The PCA for individual continents/regions clearly delineates fine-scale population structure. In Fig. 2A, the eight European populations, including the central populations (Orcadian, French, Northern Italian from Bergamo, and Tuscan) which were previously indistinguishable with fewer markers, can be separated (3). In Fig. 2B, the four populations from the Middle East are distinguished; the Bedouins can be divided into two subgroups, one of which is similar to the Palestinians. The PC1-PC2 plots for four other continental groups and descriptions and interpretations are in (14) and figs. S4 and S5. These individual-level results, along with ancestry analyses in Fig. 1A and fig. S2, indicate that although some populations have limited sample size (<10), the population structuring appears robust.

Fig. 2.

Fine-scale population structure principal component analyses in two geographic regions, using all autosomal SNPs. (A) Europe. (B) The Middle East.

We carried out an analysis of molecular variance (AMOVA) (18, 19) to partition overall genetic variation into three components: within-population (WP), among-population-within-group (i.e., geographical region) (AP/WG), and among geographical region (AG). The 51 populations are assigned to the seven geographical regions shown in Fig. 1A. The results are similar among autosomal chromosomes: the WP, AP/WG, and AG components explain 88.9 ± 0.3%, 2.1 ± 0.05%, and 9.0 ± 0.3% (mean ± SD across 22 chromosomes) of the variance, respectively (Fig. 3A).
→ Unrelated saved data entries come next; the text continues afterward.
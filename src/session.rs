/// Group id of the group this session just created, so its codes can be
/// shown again without making summaries guessable by id.
pub const GROUP_ID: &str = "group_id";
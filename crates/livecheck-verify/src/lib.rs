//! livecheck-verify: what happens to a frame after the liveness check passes.
//!
//! [`capture`] validates and compresses the captured image; [`verifier`]
//! defines the uniform-verification backend contract and a mock backend.

pub mod capture;
pub mod verifier;

pub use capture::{
    compress_jpeg, validate_image_quality, CaptureConfig, CaptureError, ImageIssue, QualityReport,
};
pub use verifier::{MockUniformVerifier, UniformVerification, UniformVerifier, VerifyError};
For comparison, the WP, AP/WG, and AG components for 783 microsatellite markers are 94.0%, 2.3%, and 3.7%, respectively (3, 5). The difference between the SNP-based estimates (this study) and the microsatellite-based results can be partly explained by higher mutation rates of microsatellites, which are more driven by shorter-term evolutionary processes. For X chromosome (ChrX) SNPs, the WP, AP/WG, and AG components are 84.7%, 2.4%, and 12.9% (Fig. 3A), consistent with estimates based on ChrX microsatellites (20). The greater AG component for ChrX than autosomes is discussed in (14) and fig. S6. Together, these results reaffirm that within-population variation accounts for most of the genetic diversity in humans. However, the between-population variance is sufficient to reveal consistent population structure because subtle but nonrandom differences between populations accumulate over a large number of loci and yield principal components that can account for a major portion of the variation (21).

Fig. 3.

Analysis of molecular variance and correlation between haplotype heterozygosity and geographic distance. (A) Partitioning of genetic variance into three components (18): Within-Population (WP), Among-Population-Within-Region (AP/WG), and Among-Region (AG), by using autosomal SNPs, microsatellite markers, and ChrX SNPs, respectively. (B) SNP haplotype heterozygosity versus geographic distances from Addis Ababa (AA), Ethiopia. The linear regression slope is indicated along with the Pearson correlation r.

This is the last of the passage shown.